=== Extracted records ===

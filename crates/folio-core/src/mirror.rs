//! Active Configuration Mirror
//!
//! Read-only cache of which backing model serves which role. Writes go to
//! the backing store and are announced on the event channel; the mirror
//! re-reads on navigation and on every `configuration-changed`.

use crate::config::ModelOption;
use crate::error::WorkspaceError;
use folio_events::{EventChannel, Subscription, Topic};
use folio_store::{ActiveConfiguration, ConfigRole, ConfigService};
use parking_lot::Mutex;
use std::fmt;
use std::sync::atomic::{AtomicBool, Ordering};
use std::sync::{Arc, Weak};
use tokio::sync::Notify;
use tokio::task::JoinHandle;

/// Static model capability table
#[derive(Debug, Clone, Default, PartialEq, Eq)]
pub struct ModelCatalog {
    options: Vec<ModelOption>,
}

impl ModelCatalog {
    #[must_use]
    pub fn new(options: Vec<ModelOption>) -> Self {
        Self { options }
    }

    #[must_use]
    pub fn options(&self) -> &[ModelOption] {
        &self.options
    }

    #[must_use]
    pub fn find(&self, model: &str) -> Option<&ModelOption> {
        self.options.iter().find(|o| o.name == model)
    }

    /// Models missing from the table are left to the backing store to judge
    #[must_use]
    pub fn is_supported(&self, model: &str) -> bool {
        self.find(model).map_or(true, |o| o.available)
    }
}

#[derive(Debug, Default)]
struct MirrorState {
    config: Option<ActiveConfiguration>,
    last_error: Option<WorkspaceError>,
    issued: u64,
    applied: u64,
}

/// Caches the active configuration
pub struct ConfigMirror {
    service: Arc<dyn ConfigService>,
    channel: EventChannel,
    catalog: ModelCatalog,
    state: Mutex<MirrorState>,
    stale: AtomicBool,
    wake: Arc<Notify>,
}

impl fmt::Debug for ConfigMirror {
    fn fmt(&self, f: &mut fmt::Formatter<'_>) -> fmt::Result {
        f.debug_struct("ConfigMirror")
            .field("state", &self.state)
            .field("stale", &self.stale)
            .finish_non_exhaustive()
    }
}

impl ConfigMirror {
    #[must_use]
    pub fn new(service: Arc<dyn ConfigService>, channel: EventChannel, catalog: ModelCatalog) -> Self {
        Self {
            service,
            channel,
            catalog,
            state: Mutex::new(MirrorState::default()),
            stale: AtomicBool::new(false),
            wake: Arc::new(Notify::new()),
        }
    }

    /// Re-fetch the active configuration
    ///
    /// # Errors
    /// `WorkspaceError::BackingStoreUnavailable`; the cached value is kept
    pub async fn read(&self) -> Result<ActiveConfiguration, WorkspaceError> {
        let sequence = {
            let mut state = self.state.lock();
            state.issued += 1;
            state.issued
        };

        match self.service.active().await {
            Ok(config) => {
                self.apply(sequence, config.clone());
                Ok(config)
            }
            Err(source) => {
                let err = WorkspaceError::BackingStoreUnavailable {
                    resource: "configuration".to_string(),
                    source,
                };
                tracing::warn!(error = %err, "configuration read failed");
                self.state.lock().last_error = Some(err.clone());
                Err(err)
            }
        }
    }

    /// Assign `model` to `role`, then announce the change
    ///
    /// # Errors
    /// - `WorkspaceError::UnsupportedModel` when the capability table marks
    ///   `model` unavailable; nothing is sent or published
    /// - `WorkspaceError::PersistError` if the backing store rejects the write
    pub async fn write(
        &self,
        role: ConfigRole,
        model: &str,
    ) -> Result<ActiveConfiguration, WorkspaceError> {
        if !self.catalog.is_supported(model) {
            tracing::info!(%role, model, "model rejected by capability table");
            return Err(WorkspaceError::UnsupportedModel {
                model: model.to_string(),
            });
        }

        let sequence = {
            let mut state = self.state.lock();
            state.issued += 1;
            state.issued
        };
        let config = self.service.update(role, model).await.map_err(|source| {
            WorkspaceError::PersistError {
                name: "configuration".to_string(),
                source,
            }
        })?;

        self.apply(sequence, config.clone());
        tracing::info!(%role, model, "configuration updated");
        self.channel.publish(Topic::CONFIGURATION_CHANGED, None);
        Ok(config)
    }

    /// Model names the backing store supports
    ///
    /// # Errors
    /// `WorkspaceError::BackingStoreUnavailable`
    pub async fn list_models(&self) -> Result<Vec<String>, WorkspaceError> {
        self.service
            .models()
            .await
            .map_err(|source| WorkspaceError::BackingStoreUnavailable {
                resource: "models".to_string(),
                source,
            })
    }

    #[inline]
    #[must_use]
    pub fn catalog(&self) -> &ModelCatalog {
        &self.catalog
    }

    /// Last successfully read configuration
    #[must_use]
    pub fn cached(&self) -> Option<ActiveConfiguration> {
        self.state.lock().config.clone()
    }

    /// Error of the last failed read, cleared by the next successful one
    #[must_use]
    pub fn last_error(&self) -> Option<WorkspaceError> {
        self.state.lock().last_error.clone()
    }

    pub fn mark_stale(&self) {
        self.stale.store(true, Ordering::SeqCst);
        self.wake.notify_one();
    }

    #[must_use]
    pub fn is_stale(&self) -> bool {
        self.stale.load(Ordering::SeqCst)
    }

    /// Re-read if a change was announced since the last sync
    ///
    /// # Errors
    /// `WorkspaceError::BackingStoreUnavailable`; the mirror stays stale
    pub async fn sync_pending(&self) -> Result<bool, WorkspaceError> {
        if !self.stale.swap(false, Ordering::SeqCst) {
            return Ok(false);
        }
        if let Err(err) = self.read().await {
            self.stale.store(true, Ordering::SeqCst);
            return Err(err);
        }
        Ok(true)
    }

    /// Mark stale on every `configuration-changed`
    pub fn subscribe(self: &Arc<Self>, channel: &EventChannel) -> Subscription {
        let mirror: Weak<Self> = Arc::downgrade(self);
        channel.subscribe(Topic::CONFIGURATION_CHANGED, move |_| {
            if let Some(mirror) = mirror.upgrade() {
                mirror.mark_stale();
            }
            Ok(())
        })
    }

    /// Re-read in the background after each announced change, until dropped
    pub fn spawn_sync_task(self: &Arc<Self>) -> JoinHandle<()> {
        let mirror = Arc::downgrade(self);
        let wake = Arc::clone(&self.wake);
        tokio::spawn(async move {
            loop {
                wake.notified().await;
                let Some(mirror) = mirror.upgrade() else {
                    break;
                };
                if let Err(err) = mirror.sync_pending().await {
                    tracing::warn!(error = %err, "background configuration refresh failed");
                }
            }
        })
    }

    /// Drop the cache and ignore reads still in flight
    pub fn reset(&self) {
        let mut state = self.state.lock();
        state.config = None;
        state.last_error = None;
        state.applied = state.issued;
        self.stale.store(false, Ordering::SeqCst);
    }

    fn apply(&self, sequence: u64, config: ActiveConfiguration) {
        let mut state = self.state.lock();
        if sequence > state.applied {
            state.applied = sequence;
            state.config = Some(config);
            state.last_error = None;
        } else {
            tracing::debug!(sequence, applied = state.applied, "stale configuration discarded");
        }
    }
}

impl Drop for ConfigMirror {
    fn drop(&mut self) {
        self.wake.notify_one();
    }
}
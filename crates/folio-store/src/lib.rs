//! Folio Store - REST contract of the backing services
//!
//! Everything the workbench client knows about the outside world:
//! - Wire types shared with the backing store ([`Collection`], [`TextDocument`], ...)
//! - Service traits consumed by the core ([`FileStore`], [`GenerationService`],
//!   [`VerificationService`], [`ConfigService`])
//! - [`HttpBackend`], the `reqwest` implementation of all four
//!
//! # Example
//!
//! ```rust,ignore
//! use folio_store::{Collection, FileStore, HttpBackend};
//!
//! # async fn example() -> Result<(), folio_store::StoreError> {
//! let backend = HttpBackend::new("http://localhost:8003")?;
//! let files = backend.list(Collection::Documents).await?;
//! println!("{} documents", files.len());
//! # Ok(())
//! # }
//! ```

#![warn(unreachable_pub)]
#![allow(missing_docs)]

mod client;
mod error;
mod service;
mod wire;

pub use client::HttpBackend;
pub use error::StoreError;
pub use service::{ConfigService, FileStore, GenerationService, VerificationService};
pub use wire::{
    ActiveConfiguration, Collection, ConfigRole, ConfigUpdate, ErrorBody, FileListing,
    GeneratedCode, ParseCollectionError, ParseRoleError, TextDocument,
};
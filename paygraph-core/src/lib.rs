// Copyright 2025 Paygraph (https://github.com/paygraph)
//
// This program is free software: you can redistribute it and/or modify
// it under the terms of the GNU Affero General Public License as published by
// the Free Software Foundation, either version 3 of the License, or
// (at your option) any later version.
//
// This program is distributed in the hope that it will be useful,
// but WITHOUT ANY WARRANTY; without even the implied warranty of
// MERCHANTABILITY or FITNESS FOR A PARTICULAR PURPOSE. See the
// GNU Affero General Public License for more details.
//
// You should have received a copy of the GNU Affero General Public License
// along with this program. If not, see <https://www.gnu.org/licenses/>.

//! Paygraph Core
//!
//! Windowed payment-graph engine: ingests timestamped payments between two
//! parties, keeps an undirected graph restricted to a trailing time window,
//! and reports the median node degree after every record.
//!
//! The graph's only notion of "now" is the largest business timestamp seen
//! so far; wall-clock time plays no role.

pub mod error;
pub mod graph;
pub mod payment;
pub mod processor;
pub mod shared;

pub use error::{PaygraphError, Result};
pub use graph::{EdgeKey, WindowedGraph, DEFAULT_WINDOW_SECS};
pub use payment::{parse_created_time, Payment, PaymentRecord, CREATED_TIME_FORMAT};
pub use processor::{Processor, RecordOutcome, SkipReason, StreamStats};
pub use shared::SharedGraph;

=== What you have to do ===
The word to look for is "tracing"; copy out every line of the entries that holds it.

=== Written response ===
                tracing::warn!(error = %err, "configuration read failed");
            tracing::info!(%role, model, "model rejected by capability table");
        tracing::info!(%role, model, "configuration updated");
                    tracing::warn!(error = %err, "background configuration refresh failed");
            tracing::debug!(sequence, applied = state.applied, "stale configuration discarded");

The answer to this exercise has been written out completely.